Top of EXERCISE DATA

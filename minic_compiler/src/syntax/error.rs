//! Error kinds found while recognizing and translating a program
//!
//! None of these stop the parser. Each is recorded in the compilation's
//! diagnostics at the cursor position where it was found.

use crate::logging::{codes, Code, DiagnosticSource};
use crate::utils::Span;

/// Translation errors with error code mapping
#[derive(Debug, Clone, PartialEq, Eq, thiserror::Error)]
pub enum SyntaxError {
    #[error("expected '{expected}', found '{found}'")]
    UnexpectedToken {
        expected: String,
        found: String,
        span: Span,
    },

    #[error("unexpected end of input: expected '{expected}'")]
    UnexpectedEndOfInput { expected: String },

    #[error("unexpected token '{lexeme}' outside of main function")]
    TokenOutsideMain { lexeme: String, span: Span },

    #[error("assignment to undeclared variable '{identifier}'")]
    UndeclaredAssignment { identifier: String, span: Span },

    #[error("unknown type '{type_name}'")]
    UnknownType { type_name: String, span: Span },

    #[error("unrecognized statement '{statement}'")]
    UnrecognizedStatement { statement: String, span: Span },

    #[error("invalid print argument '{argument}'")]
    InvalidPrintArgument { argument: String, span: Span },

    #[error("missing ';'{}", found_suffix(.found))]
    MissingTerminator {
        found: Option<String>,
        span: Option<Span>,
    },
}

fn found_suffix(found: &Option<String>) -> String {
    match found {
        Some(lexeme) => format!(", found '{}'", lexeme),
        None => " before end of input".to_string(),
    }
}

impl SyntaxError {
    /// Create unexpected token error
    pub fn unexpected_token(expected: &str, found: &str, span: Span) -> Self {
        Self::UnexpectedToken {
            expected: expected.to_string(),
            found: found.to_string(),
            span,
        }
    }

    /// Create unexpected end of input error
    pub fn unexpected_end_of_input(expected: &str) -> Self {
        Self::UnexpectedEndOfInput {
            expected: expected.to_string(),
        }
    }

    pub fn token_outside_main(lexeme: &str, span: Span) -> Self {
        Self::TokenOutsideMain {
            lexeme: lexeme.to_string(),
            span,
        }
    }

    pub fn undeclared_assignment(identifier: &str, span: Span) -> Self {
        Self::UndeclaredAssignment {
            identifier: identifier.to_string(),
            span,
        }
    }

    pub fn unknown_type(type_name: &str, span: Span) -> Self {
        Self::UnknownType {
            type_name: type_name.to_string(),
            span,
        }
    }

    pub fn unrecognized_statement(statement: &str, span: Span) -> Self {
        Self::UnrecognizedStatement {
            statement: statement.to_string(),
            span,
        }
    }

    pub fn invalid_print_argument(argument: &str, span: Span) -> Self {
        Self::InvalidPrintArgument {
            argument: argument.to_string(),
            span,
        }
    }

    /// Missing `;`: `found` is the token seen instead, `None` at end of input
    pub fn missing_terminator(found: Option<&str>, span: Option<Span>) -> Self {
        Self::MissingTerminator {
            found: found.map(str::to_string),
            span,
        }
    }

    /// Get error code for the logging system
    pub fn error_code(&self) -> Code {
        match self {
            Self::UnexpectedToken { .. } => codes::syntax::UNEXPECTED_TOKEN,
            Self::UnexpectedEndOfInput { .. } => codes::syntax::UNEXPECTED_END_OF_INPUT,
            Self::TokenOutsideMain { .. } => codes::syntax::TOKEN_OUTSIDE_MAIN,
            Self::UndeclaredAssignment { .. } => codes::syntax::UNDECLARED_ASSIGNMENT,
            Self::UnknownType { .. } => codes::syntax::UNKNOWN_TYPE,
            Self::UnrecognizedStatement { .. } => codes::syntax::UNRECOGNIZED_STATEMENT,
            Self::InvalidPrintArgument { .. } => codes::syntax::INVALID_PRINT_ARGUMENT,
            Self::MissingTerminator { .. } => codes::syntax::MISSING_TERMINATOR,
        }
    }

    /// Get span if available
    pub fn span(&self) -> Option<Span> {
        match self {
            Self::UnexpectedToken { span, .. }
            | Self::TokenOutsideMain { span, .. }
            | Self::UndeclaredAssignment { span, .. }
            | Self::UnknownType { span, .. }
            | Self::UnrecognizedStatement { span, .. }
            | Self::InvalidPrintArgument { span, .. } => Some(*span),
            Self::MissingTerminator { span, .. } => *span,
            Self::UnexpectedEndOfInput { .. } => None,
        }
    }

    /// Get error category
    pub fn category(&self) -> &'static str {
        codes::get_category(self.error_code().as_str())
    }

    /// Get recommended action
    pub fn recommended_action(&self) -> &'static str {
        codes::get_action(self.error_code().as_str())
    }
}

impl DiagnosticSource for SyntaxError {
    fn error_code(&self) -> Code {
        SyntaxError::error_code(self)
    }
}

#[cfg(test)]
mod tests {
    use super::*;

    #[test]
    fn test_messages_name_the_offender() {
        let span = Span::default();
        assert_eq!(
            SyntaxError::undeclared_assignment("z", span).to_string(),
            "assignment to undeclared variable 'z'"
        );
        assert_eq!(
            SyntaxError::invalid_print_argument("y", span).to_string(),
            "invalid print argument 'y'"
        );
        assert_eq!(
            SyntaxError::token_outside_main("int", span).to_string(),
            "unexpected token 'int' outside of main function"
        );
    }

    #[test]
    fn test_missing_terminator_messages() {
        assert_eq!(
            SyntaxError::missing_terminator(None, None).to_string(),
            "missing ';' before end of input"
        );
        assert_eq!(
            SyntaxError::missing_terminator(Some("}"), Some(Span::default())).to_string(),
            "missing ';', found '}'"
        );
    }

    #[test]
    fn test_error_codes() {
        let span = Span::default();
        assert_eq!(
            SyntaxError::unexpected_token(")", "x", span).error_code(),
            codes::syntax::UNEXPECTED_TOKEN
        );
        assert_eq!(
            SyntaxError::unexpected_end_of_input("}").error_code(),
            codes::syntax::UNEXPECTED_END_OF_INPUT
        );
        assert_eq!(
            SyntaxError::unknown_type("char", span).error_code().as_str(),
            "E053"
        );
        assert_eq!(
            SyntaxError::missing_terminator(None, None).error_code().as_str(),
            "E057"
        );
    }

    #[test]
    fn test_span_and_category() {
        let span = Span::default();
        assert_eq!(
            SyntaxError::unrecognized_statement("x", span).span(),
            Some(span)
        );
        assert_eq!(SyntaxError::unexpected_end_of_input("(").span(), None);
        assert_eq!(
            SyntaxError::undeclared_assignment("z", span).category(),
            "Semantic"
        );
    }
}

Bottom of EXERCISE DATA

*WORK REQUIRED*: Give back exactly the lines above, from the line containing "#[derive(Debug, Clone, PartialEq, Eq, thiserror::Error)]" through the line containing "statement: String, span: Span", with both end lines and nothing more.

*EXERCISE RESPONSE*:
#[derive(Debug, Clone, PartialEq, Eq, thiserror::Error)]
pub enum SyntaxError {
    #[error("expected '{expected}', found '{found}'")]
    UnexpectedToken {
        expected: String,
        found: String,
        span: Span,
    },

    #[error("unexpected end of input: expected '{expected}'")]
    UnexpectedEndOfInput { expected: String },

    #[error("unexpected token '{lexeme}' outside of main function")]
    TokenOutsideMain { lexeme: String, span: Span },

    #[error("assignment to undeclared variable '{identifier}'")]
    UndeclaredAssignment { identifier: String, span: Span },

    #[error("unknown type '{type_name}'")]
    UnknownType { type_name: String, span: Span },

    #[error("unrecognized statement '{statement}'")]
    UnrecognizedStatement { statement: String, span: Span },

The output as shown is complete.